Dataset entries
————

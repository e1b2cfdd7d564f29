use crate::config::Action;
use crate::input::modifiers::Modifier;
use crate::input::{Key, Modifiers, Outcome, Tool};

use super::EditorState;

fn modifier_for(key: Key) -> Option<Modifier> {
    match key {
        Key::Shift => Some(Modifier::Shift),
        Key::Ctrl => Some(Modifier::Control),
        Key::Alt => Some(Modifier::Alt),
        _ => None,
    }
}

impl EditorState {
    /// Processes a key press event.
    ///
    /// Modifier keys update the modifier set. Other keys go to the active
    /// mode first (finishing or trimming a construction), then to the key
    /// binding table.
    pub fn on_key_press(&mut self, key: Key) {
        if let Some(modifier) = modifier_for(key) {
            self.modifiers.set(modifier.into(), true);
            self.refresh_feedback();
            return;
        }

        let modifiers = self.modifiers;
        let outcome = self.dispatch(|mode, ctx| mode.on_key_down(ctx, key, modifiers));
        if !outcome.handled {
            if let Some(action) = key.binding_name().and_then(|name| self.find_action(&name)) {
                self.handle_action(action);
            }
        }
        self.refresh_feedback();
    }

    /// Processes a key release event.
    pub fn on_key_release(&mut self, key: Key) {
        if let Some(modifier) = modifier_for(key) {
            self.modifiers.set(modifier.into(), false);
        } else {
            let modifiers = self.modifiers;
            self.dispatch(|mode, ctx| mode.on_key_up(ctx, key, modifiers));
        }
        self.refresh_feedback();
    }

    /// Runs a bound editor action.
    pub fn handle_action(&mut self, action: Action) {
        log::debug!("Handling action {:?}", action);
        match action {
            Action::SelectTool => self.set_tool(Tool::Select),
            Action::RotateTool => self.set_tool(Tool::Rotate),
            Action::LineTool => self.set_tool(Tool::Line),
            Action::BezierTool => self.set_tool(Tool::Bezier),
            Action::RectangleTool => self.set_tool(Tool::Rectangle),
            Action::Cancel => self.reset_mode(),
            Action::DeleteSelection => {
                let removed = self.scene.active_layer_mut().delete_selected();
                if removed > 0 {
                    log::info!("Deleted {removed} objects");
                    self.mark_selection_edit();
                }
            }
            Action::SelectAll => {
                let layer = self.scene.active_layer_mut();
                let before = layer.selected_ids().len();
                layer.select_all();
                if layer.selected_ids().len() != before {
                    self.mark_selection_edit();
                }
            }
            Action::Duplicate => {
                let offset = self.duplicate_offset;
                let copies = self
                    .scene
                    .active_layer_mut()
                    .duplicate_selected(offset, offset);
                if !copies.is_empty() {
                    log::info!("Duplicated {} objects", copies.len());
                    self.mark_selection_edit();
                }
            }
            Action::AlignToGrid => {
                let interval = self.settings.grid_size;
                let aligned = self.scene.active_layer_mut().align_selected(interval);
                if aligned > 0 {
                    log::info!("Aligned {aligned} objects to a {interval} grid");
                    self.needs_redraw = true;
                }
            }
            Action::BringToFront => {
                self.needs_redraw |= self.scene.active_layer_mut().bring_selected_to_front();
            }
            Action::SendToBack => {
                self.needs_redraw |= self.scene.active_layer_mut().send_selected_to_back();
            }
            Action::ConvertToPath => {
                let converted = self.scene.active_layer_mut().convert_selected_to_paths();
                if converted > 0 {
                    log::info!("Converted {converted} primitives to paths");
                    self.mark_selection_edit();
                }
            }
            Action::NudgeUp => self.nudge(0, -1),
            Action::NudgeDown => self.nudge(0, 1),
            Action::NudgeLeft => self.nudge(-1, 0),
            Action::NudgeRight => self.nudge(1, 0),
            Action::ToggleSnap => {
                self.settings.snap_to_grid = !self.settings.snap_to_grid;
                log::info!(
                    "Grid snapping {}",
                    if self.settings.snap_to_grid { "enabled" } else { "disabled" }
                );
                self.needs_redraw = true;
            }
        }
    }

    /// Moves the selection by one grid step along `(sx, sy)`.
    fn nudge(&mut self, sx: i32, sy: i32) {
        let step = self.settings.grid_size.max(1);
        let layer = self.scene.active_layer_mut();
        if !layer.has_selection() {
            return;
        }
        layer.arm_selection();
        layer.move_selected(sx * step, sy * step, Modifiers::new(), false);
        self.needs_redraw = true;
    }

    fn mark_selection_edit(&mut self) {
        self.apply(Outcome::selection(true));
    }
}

————

**What to work on**. Reproduce the data above in full, with no line missing.

**Task response**.
repository e1b2cfdd7d564f29
use crate::config::Action;
use crate::input::modifiers::Modifier;
use crate::input::{Key, Modifiers, Outcome, Tool};

use super::EditorState;

fn modifier_for(key: Key) -> Option<Modifier> {
    match key {
        Key::Shift => Some(Modifier::Shift),
        Key::Ctrl => Some(Modifier::Control),
        Key::Alt => Some(Modifier::Alt),
        _ => None,
    }
}

impl EditorState {
    /// Processes a key press event.
    ///
    /// Modifier keys update the modifier set. Other keys go to the active
    /// mode first (finishing or trimming a construction), then to the key
    /// binding table.
    pub fn on_key_press(&mut self, key: Key) {
        if let Some(modifier) = modifier_for(key) {
            self.modifiers.set(modifier.into(), true);
            self.refresh_feedback();
            return;
        }

        let modifiers = self.modifiers;
        let outcome = self.dispatch(|mode, ctx| mode.on_key_down(ctx, key, modifiers));
        if !outcome.handled {
            if let Some(action) = key.binding_name().and_then(|name| self.find_action(&name)) {
                self.handle_action(action);
            }
        }
        self.refresh_feedback();
    }

    /// Processes a key release event.
    pub fn on_key_release(&mut self, key: Key) {
        if let Some(modifier) = modifier_for(key) {
            self.modifiers.set(modifier.into(), false);
        } else {
            let modifiers = self.modifiers;
            self.dispatch(|mode, ctx| mode.on_key_up(ctx, key, modifiers));
        }
        self.refresh_feedback();
    }

    /// Runs a bound editor action.
    pub fn handle_action(&mut self, action: Action) {
        log::debug!("Handling action {:?}", action);
        match action {
            Action::SelectTool => self.set_tool(Tool::Select),
            Action::RotateTool => self.set_tool(Tool::Rotate),
            Action::LineTool => self.set_tool(Tool::Line),
            Action::BezierTool => self.set_tool(Tool::Bezier),
            Action::RectangleTool => self.set_tool(Tool::Rectangle),
            Action::Cancel => self.reset_mode(),
            Action::DeleteSelection => {
                let removed = self.scene.active_layer_mut().delete_selected();
                if removed > 0 {
                    log::info!("Deleted {removed} objects");
                    self.mark_selection_edit();
                }
            }
            Action::SelectAll => {
                let layer = self.scene.active_layer_mut();
                let before = layer.selected_ids().len();
                layer.select_all();
                if layer.selected_ids().len() != before {
                    self.mark_selection_edit();
                }
            }
            Action::Duplicate => {
                let offset = self.duplicate_offset;
                let copies = self
                    .scene
                    .active_layer_mut()
                    .duplicate_selected(offset, offset);
                if !copies.is_empty() {
                    log::info!("Duplicated {} objects", copies.len());
                    self.mark_selection_edit();
                }
            }
            Action::AlignToGrid => {
                let interval = self.settings.grid_size;
                let aligned = self.scene.active_layer_mut().align_selected(interval);
                if aligned > 0 {
                    log::info!("Aligned {aligned} objects to a {interval} grid");
                    self.needs_redraw = true;
                }
            }
            Action::BringToFront => {
                self.needs_redraw |= self.scene.active_layer_mut().bring_selected_to_front();
            }
            Action::SendToBack => {
                self.needs_redraw |= self.scene.active_layer_mut().send_selected_to_back();
            }
            Action::ConvertToPath => {
                let converted = self.scene.active_layer_mut().convert_selected_to_paths();
                if converted > 0 {
                    log::info!("Converted {converted} primitives to paths");
                    self.mark_selection_edit();
                }
            }
            Action::NudgeUp => self.nudge(0, -1),
            Action::NudgeDown => self.nudge(0, 1),
            Action::NudgeLeft => self.nudge(-1, 0),
            Action::NudgeRight => self.nudge(1, 0),
            Action::ToggleSnap => {
                self.settings.snap_to_grid = !self.settings.snap_to_grid;
                log::info!(
                    "Grid snapping {}",
                    if self.settings.snap_to_grid { "enabled" } else { "disabled" }
                );
                self.needs_redraw = true;
            }
        }
    }

    /// Moves the selection by one grid step along `(sx, sy)`.
    fn nudge(&mut self, sx: i32, sy: i32) {
        let step = self.settings.grid_size.max(1);
        let layer = self.scene.active_layer_mut();
        if !layer.has_selection() {
            return;
        }
        layer.arm_selection();
        layer.move_selected(sx * step, sy * step, Modifiers::new(), false);
        self.needs_redraw = true;
    }

    fn mark_selection_edit(&mut self) {
        self.apply(Outcome::selection(true));
    }
}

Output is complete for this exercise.